■ EXERCISE GOAL
Report the lines of the data below that contain the string "product".

Source data:
====
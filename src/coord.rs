use core::ops::{Add, Div, Index, IndexMut, Mul, Sub};
use serde::{Deserialize, Serialize};




/**
 * Identifier for one of the two axes of the process grid and of the local
 * buffers. `Y` is the slow (row) axis and `X` the fast (column) axis.
 */
#[derive(Clone, Copy, Debug, PartialEq, Eq, Hash, Serialize, Deserialize)]
pub enum Dimension2D {
    Y,
    X,
}




// ============================================================================
impl Dimension2D {

    /// Both dimensions, in the order ghost exchanges visit them.
    pub const ALL: [Dimension2D; 2] = [Dimension2D::Y, Dimension2D::X];

    pub fn index(self) -> usize {
        match self {
            Dimension2D::Y => 0,
            Dimension2D::X => 1,
        }
    }

    /**
     * Return the two directions pointing along this axis, lower side first.
     */
    pub fn directions(self) -> [Direction2D; 2] {
        match self {
            Dimension2D::Y => [Direction2D::Down, Direction2D::Up],
            Dimension2D::X => [Direction2D::Left, Direction2D::Right],
        }
    }
}




/**
 * One of the four sides of a 2D block. `Up` and `Right` point towards
 * increasing coordinates along `Y` and `X` respectively.
 */
#[derive(Clone, Copy, Debug, PartialEq, Eq, Hash, Serialize, Deserialize)]
pub enum Direction2D {
    Left,
    Right,
    Down,
    Up,
}




// ============================================================================
impl Direction2D {

    pub const ALL: [Direction2D; 4] = [
        Direction2D::Left,
        Direction2D::Right,
        Direction2D::Down,
        Direction2D::Up,
    ];

    /**
     * Return a dense index in `0..4`, suitable for per-direction tables.
     */
    pub fn index(self) -> usize {
        match self {
            Direction2D::Left => 0,
            Direction2D::Right => 1,
            Direction2D::Down => 2,
            Direction2D::Up => 3,
        }
    }

    /**
     * Return the axis this direction points along.
     */
    pub fn dimension(self) -> Dimension2D {
        match self {
            Direction2D::Left | Direction2D::Right => Dimension2D::X,
            Direction2D::Down | Direction2D::Up => Dimension2D::Y,
        }
    }

    /**
     * Return the unit displacement (-1 or +1) along `self.dimension()`.
     */
    pub fn displacement(self) -> isize {
        match self {
            Direction2D::Left | Direction2D::Down => -1,
            Direction2D::Right | Direction2D::Up => 1,
        }
    }

    pub fn opposite(self) -> Self {
        match self {
            Direction2D::Left => Direction2D::Right,
            Direction2D::Right => Direction2D::Left,
            Direction2D::Down => Direction2D::Up,
            Direction2D::Up => Direction2D::Down,
        }
    }
}




/**
 * A two-component vector over a generic scalar type T, indexed by
 * `Dimension2D` and supporting component-wise arithmetic wherever T does.
 * Components are stored in `[Y, X]` order.
 */
#[derive(Clone, Copy, Debug, Default, PartialEq, Eq, Hash, Serialize, Deserialize)]
pub struct Vector2D<T> {
    data: [T; 2],
}

/// A position in the process grid or in a buffer, as `[y, x]`.
pub type Coord2D = Vector2D<usize>;

/// A number of elements along each axis, as `[y, x]`.
pub type Shape2D = Vector2D<usize>;




// ============================================================================
impl<T: Copy> Vector2D<T> {

    pub const fn new(y: T, x: T) -> Self {
        Self { data: [y, x] }
    }

    pub fn y(&self) -> T {
        self.data[0]
    }

    pub fn x(&self) -> T {
        self.data[1]
    }
}

impl<T: Copy + Mul<Output = T>> Vector2D<T> {

    /**
     * Return the product of the components; the element count for a shape.
     */
    pub fn product(&self) -> T {
        self.data[0] * self.data[1]
    }
}





// ============================================================================
impl<T, U, V> Add<Vector2D<U>> for Vector2D<T>
where
    T: Copy + Add<U, Output = V>,
    U: Copy,
{
    type Output = Vector2D<V>;

    fn add(self, other: Vector2D<U>) -> Self::Output {
        Vector2D { data: [self.data[0] + other.data[0], self.data[1] + other.data[1]] }
    }
}

impl<T, U, V> Sub<Vector2D<U>> for Vector2D<T>
where
    T: Copy + Sub<U, Output = V>,
    U: Copy,
{
    type Output = Vector2D<V>;

    fn sub(self, other: Vector2D<U>) -> Self::Output {
        Vector2D { data: [self.data[0] - other.data[0], self.data[1] - other.data[1]] }
    }
}

impl<T, U, V> Mul<Vector2D<U>> for Vector2D<T>
where
    T: Copy + Mul<U, Output = V>,
    U: Copy,
{
    type Output = Vector2D<V>;

    fn mul(self, other: Vector2D<U>) -> Self::Output {
        Vector2D { data: [self.data[0] * other.data[0], self.data[1] * other.data[1]] }
    }
}

impl<T, U, V> Div<Vector2D<U>> for Vector2D<T>
where
    T: Copy + Div<U, Output = V>,
    U: Copy,
{
    type Output = Vector2D<V>;

    fn div(self, other: Vector2D<U>) -> Self::Output {
        Vector2D { data: [self.data[0] / other.data[0], self.data[1] / other.data[1]] }
    }
}




// ============================================================================
impl<T> Index<Dimension2D> for Vector2D<T> {
    type Output = T;

    fn index(&self, dim: Dimension2D) -> &Self::Output {
        &self.data[dim.index()]
    }
}

impl<T> IndexMut<Dimension2D> for Vector2D<T> {
    fn index_mut(&mut self, dim: Dimension2D) -> &mut Self::Output {
        &mut self.data[dim.index()]
    }
}




// ============================================================================
#[cfg(test)]
mod test {

    use super::{Dimension2D, Direction2D, Shape2D};

    #[test]
    fn component_wise_arithmetic_works() {
        let global = Shape2D::new(12, 8);
        let dist = Shape2D::new(3, 2);
        let ghost = Shape2D::new(1, 2);
        let local = global / dist;
        assert_eq!(local, Shape2D::new(4, 4));
        assert_eq!(local + ghost + ghost, Shape2D::new(6, 8));
        assert_eq!(local * dist, global);
        assert_eq!(dist.product(), 6);
    }

    #[test]
    fn vectors_are_indexed_by_dimension() {
        let mut shape = Shape2D::new(3, 5);
        assert_eq!(shape[Dimension2D::Y], 3);
        assert_eq!(shape[Dimension2D::X], 5);
        shape[Dimension2D::X] = 7;
        assert_eq!(shape, Shape2D::new(3, 7));
    }

    #[test]
    fn directions_pair_up_along_their_axis() {
        for dir in Direction2D::ALL {
            assert_eq!(dir.opposite().opposite(), dir);
            assert_eq!(dir.opposite().dimension(), dir.dimension());
            assert_eq!(dir.opposite().displacement(), -dir.displacement());
            assert!(dir.dimension().directions().contains(&dir));
        }
        assert_eq!(Dimension2D::Y.directions(), [Direction2D::Down, Direction2D::Up]);
        assert_eq!(Dimension2D::X.directions(), [Direction2D::Left, Direction2D::Right]);
    }

    #[test]
    fn direction_indexes_are_dense() {
        let mut seen = [false; 4];
        for dir in Direction2D::ALL {
            seen[dir.index()] = true;
        }
        assert!(seen.iter().all(|&s| s));
    }
}
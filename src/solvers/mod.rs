pub mod heat2d;

pub use heat2d::HeatSolver;
use log::warn;
use rayon::prelude::*;

use crate::coord::{Dimension2D, Shape2D};
use crate::error::Error;
use crate::field::Distributed2DField;
use crate::simulation::TimeStep;

const NUM_GUARD: usize = 1;

/// An explicit, first-order in time, second-order in space update for the
/// heat equation `du/dt = k (d2u/dy2 + d2u/dx2)`, on the five-point stencil.
///
pub struct HeatSolver {
    delta_t: f64,
    diffusivity: f64,
}

impl HeatSolver {
    pub fn new(delta_t: f64, diffusivity: f64) -> Self {
        Self { delta_t, diffusivity }
    }

    /// The largest time step for which the update is stable on a grid with
    /// the given spacing.
    pub fn stable_delta_t(&self, delta_space: [f64; 2]) -> f64 {
        let [dy, dx] = delta_space;
        0.5 / (self.diffusivity * (1.0 / (dy * dy) + 1.0 / (dx * dx)))
    }
}

impl<C> TimeStep<C> for HeatSolver {
    fn iter(&self, current: &Distributed2DField<C>, next: &mut Distributed2DField<C>) -> Result<(), Error> {
        let ghosts = current.ghost_sizes();

        if ghosts.y() < NUM_GUARD || ghosts.x() < NUM_GUARD {
            return Err(Error::InvalidConfiguration(format!(
                "heat solver needs {} ghost cells per side, field has {}x{}",
                NUM_GUARD,
                ghosts.y(),
                ghosts.x())));
        }
        if self.delta_t > self.stable_delta_t(current.delta_space()) {
            warn!(
                "time step {} exceeds the stability limit {}",
                self.delta_t,
                self.stable_delta_t(current.delta_space()));
        }

        let u = current.full_view();
        let (gy, gx) = (ghosts.y(), ghosts.x());
        let cy = self.diffusivity * self.delta_t / current.delta(Dimension2D::Y).powi(2);
        let cx = self.diffusivity * self.delta_t / current.delta(Dimension2D::X).powi(2);

        let mut target = next.noghost_view_mut();
        let rows: Vec<&mut [f64]> = target.rows_mut().collect();

        rows.into_par_iter().enumerate().for_each(|(y, row)| {
            let i = y + gy;
            for (x, value) in row.iter_mut().enumerate() {
                let j = x + gx;
                let c = u.get(i, j);
                *value = c
                    + cy * (u.get(i - 1, j) - 2.0 * c + u.get(i + 1, j))
                    + cx * (u.get(i, j - 1) - 2.0 * c + u.get(i, j + 1));
            }
        });
        Ok(())
    }

    fn required_ghosts(&self) -> Shape2D {
        Shape2D::new(NUM_GUARD, NUM_GUARD)
    }
}




// ============================================================================
#[cfg(test)]
mod test {

    use super::HeatSolver;
    use crate::coord::Shape2D;
    use crate::field::Distributed2DField;
    use crate::message::{spawn_group, LocalCommunicator};
    use crate::simulation::{Configuration, HotSpotInitializer, Simulation, TimeStep, UniformInitializer};

    #[test]
    fn uniform_field_is_stationary() {
        let comm = LocalCommunicator::group(1).pop().unwrap();
        let config = Configuration::new(5, Shape2D::new(6, 4), Shape2D::new(1, 1), 0.01, [0.5, 0.5]);
        let mut sim = Simulation::new(comm, config, Box::new(HeatSolver::new(0.01, 1.0)), &UniformInitializer::new(3.0)).unwrap();
        sim.run().unwrap();
        assert!(sim.field().noghost_view().iter().all(|v| (v - 3.0).abs() < 1e-12));
    }

    #[test]
    fn point_source_spreads_to_its_four_neighbours() {
        let comm = LocalCommunicator::group(1).pop().unwrap();
        let mut current = Distributed2DField::from_communicator(comm, Shape2D::new(1, 1), Shape2D::new(3, 3), Shape2D::new(1, 1), [1.0, 1.0]).unwrap();
        let mut next = current.clone();
        current.noghost_view_mut().set(1, 1, 1.0);

        HeatSolver::new(0.1, 1.0).iter(&current, &mut next).unwrap();
        let v = next.noghost_view();
        assert!((v.get(1, 1) - 0.6).abs() < 1e-12);
        assert!((v.get(0, 1) - 0.1).abs() < 1e-12);
        assert!((v.get(1, 2) - 0.1).abs() < 1e-12);
        assert_eq!(v.get(0, 0), 0.0);
    }

    #[test]
    fn missing_ghosts_are_reported() {
        let comm = LocalCommunicator::group(1).pop().unwrap();
        let current = Distributed2DField::from_communicator(comm, Shape2D::new(1, 1), Shape2D::new(3, 3), Shape2D::new(0, 1), [1.0, 1.0]).unwrap();
        let mut next = current.clone();
        assert!(HeatSolver::new(0.1, 1.0).iter(&current, &mut next).is_err());
    }

    #[test]
    fn decomposition_does_not_change_the_solution() {
        let run = |dist: Shape2D| {
            let mut blocks = spawn_group(dist.product(), move |comm| {
                let config = Configuration::new(20, Shape2D::new(8, 8), dist, 0.05, [0.5, 0.5]);
                let solver = HeatSolver::new(config.delta_t(), 1.0);
                let mut sim = Simulation::new(comm, config, Box::new(solver), &HotSpotInitializer::new(0.0, 1.0, 0.3)).unwrap();
                sim.run().unwrap();
                (sim.field().global_offset(), sim.field().local_shape(), sim.field().noghost_view().to_vec())
            });

            let mut global = vec![0.0; 64];
            for (offset, shape, values) in blocks.drain(..) {
                for y in 0..shape.y() {
                    for x in 0..shape.x() {
                        global[(offset.y() + y) * 8 + offset.x() + x] = values[y * shape.x() + x];
                    }
                }
            }
            global
        };

        let serial = run(Shape2D::new(1, 1));
        for dist in [Shape2D::new(2, 2), Shape2D::new(4, 1), Shape2D::new(1, 2)] {
            let parallel = run(dist);
            for (a, b) in serial.iter().zip(&parallel) {
                assert!((a - b).abs() < 1e-12);
            }
        }
    }
}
====
■ SOLUTION TO THE PROBLEM
     * Return the product of the components; the element count for a shape.
    pub fn product(&self) -> T {
        assert_eq!(dist.product(), 6);
            let mut blocks = spawn_group(dist.product(), move |comm| {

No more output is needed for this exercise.